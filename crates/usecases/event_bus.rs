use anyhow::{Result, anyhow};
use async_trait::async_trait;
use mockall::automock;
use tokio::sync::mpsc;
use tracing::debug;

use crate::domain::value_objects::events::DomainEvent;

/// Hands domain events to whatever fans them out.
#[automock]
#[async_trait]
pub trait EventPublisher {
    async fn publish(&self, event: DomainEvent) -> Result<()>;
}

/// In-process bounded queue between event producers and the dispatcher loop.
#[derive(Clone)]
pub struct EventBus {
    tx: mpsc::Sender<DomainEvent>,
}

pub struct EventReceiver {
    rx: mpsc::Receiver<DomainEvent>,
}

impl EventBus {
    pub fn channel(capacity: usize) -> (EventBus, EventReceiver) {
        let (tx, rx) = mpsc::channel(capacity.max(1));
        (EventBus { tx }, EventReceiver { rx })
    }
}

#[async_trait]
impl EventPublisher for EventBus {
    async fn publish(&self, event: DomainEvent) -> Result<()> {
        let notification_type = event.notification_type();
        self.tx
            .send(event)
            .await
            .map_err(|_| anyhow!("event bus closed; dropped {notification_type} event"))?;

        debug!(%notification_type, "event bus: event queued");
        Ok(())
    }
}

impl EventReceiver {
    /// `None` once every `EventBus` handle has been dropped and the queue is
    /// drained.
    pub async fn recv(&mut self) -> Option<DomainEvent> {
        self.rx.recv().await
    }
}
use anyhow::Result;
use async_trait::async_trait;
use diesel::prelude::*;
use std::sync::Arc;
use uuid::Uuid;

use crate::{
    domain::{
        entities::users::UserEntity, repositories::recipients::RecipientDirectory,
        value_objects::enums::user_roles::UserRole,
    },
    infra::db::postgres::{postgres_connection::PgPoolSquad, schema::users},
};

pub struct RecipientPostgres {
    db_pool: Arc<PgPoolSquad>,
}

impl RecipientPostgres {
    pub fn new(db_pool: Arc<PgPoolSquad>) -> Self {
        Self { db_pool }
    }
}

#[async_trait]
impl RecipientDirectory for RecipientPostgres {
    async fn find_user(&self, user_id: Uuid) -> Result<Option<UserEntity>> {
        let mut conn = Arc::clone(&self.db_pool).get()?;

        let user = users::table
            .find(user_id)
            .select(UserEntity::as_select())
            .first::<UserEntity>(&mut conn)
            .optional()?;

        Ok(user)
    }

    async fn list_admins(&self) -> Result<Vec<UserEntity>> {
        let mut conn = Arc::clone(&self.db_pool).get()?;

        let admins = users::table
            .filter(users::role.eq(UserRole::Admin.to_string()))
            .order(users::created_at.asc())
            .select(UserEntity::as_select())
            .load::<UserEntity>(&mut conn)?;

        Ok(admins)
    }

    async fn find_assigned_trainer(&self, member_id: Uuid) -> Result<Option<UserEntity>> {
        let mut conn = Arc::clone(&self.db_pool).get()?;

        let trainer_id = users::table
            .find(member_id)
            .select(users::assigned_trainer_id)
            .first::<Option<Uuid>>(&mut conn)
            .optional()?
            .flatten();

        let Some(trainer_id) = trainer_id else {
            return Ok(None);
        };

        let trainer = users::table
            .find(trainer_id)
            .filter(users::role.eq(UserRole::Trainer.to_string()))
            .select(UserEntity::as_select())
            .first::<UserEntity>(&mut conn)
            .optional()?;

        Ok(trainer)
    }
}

※ ※ ※

If a line in the records above holds the string "Uuid", copy it.

use uuid::Uuid;
    async fn find_user(&self, user_id: Uuid) -> Result<Option<UserEntity>> {
    async fn find_assigned_trainer(&self, member_id: Uuid) -> Result<Option<UserEntity>> {
            .first::<Option<Uuid>>(&mut conn)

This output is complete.